林琛原本陷在黑暗中的脸也一点点地清晰,眉目舒朗,俊颜墨发,一如初见。

刘氏微微翘起了唇角。

“你到底想干什么?”林琛对她此举感到莫名其妙,“你今日真有些反常了。”

刘氏却抬了抬下巴,反讽道:“你不反常么?从前你连一句重话都不会说。今日却动手打了宛姨娘。府中的下人包括昭儿都被你吓坏了。你说说,到底是谁反常?”

林琛一噎,半响才道:“我那是有原因的!行儿才多大的年纪,竟然就怀上了龙种!她那么小的年纪懂什么。昭儿像她那般大还只会赖在我怀里撒娇!”他越说越觉得有道理,也就渐渐理直气壮了起来,“行儿之所以会这样,还不都是因为被宛姨娘教导的,我又怎么可能不生气!后|宫是什么地方?那是吃人不吐骨头的,我怎么能眼睁睁地看着自己的女儿堕落还无动于衷!”

“你打了宛姨娘就有用了?行儿腹中的孩子就可以消失?行儿就能从后|宫脱离出来了?”刘氏嗤笑了一声,而后敛容,“林琛,你不要再自欺欺人了。”

林琛脸色一变。

刘氏就淡淡开口。“你只是…为了徐宛如罢了。”

简简单单的一句话,带着说不尽的悲伤和无奈,刘氏却用最平静的语调将它说出来,只因为她已经死心。

彻底死心。

再深的感情也承受不了一而再再而三的打击。

她为林琛痛过、受伤过、感动过、温馨过,这就已经够了。林琛能演出爱她的样子,也已经够了。

她不是不知足的人。

所以,“阿琛,你可不可以告诉我,你到底想要做什么?”

林琛不是一个凭心情做事的人,他有自己的想法和坚持,这么多年来的隐忍是为了林昭言也是为了徐宛如,可他终究也有坚持不下去的时候。

她从很久之前就看出来了林琛内心深处的野心和恨意,他一定是有了什么了不得的决定,才会想要在最后的时间里弥补对她的亏欠。

“你是不是,很快就要离开我们了?”

林琛猛地色变,甚至匆匆往后退了一步,恰巧碰到桌上摆放着的茶具,瞬时掀翻到了地上,发出脆裂的响声。

“你不要觉得奇怪,我不是傻子,其实我一早就知道了。”刘氏尽量让自己看起来平静又镇定。

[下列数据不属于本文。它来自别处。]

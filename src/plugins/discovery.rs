//! Plugin discovery: which folders under a root are servable plugins.
//!
//! A folder is a plugin when it contains the entry script. The metadata file
//! is advisory; plugins packaged before it existed are still served, with a
//! warning.

use std::path::{Path, PathBuf};

use crate::watcher::walker::{PluginCandidate, list_candidates};

use super::error::{DiscoveryError, DiscoveryResult};

/// A plugin directory and the URL prefix its plugins are served under.
#[derive(Debug, Clone, PartialEq, Eq)]
pub struct PluginRoot {
    pub dir: PathBuf,
    pub url_base: String,
}

impl PluginRoot {
    pub fn new(dir: impl Into<PathBuf>, url_base: impl Into<String>) -> Self {
        Self {
            dir: dir.into(),
            url_base: url_base.into(),
        }
    }

    /// Valid plugin URLs under this root.
    pub fn list_base_paths(&self) -> DiscoveryResult<Vec<String>> {
        list_base_paths(&self.dir, &self.url_base)
    }
}

/// Whether the plugin list may be recomputed while the process runs.
#[derive(Debug, Clone, Copy, PartialEq, Eq)]
pub enum ReloadMode {
    /// Local development: recompute after filesystem changes.
    Dynamic,
    /// In-cluster: compute once at startup, never again.
    Frozen,
}

impl ReloadMode {
    pub fn is_dynamic(self) -> bool {
        matches!(self, ReloadMode::Dynamic)
    }
}

/// Plugin roots and reload mode.
#[derive(Debug, Clone, PartialEq, Eq)]
pub struct DiscoveryConfig {
    /// Plugins shipped with the server, listed first.
    pub static_root: Option<PluginRoot>,
    /// Plugins installed by the user.
    pub user_root: PluginRoot,
    pub mode: ReloadMode,
}

impl DiscoveryConfig {
    /// Dynamic-mode config with only a user root.
    pub fn new(user_root: PluginRoot) -> Self {
        Self {
            static_root: None,
            user_root,
            mode: ReloadMode::Dynamic,
        }
    }

    pub fn with_static_root(mut self, root: PluginRoot) -> Self {
        self.static_root = Some(root);
        self
    }

    pub fn with_mode(mut self, mode: ReloadMode) -> Self {
        self.mode = mode;
        self
    }

    /// Static plugins first, then user plugins.
    ///
    /// A real read failure on either root fails the whole call.
    pub fn discover(&self) -> DiscoveryResult<Vec<String>> {
        let mut urls = match &self.static_root {
            Some(root) => root.list_base_paths()?,
            None => Vec::new(),
        };
        urls.extend(self.user_root.list_base_paths()?);

        Ok(urls)
    }
}

/// Verdict on a single candidate.
#[derive(Debug, Clone, Copy, PartialEq, Eq)]
pub enum Validation {
    Accepted,
    /// Served, but packaged without a metadata file.
    AcceptedWithoutMetadata,
    NotADirectory,
    MissingEntryScript,
}

impl Validation {
    pub fn is_accepted(self) -> bool {
        matches!(
            self,
            Validation::Accepted | Validation::AcceptedWithoutMetadata
        )
    }
}

/// Decide whether a candidate is a servable plugin.
pub fn validate(candidate: &PluginCandidate) -> Validation {
    if !candidate.is_dir {
        Validation::NotADirectory
    } else if !candidate.has_entry_script {
        Validation::MissingEntryScript
    } else if !candidate.has_metadata {
        Validation::AcceptedWithoutMetadata
    } else {
        Validation::Accepted
    }
}

/// List `url_base/<name>` for every valid plugin folder directly under `root_dir`.
///
/// Entries come out in name order. A missing `root_dir` yields an empty list;
/// any other failure to read it is an error.
pub fn list_base_paths(root_dir: &Path, url_base: &str) -> DiscoveryResult<Vec<String>> {
    let candidates = list_candidates(root_dir).map_err(|source| DiscoveryError::ReadRoot {
        path: root_dir.to_path_buf(),
        source,
    })?;

    let mut urls = Vec::with_capacity(candidates.len());
    for candidate in &candidates {
        match validate(candidate) {
            Validation::NotADirectory => {
                crate::log_event!(
                    "discovery",
                    "skipped",
                    "'{}' is not a folder",
                    candidate.path.display()
                );
                continue;
            }
            Validation::MissingEntryScript => {
                crate::log_event!(
                    "discovery",
                    "skipped",
                    "'{}' not found",
                    candidate.entry_script_path().display()
                );
                continue;
            }
            Validation::AcceptedWithoutMetadata => {
                tracing::warn!(
                    "[discovery] package.json not found at '{}'; re-extract the plugin with a newer plugin packaging tool",
                    candidate.metadata_path().display()
                );
            }
            Validation::Accepted => {}
        }

        urls.push(join_url(url_base, &candidate.name));
    }

    Ok(urls)
}

fn join_url(base: &str, name: &str) -> String {
    format!("{}/{name}", base.trim_end_matches('/'))
}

“你,不要胡思乱想。”林琛咽了一下口水,也终于从震惊的情绪中回过神来。

“我没有胡思乱想。”刘氏却对林琛微微一笑,“阿琛,你把我当成三岁小孩哄骗吗?这些日子以来你的反常我都看在眼里,其中从我从延陵回到盛京后,你突然对我变得体贴温柔我就看出来不对劲的,只是我很享受你的关心和呵护,所以一直逼自己不要多想,一直在自欺欺人。但是现在,因为行儿的事情,你觉得她在后|宫中的地位受到了威胁,你怕行儿会同她争宠,抢了皇上对她的宠爱,你怕她会失去圣宠在宫中毫无地位,举步维艰,你担心她担心到失去了理智,才会将这些惶恐、不安、害怕全数化作怒气发泄到了宛姨娘身上,你爱她爱到了失去了自我,十四年来从来不曾动摇分毫,我又怎么能相信你因为许久没见我而对我产生了真心呢?”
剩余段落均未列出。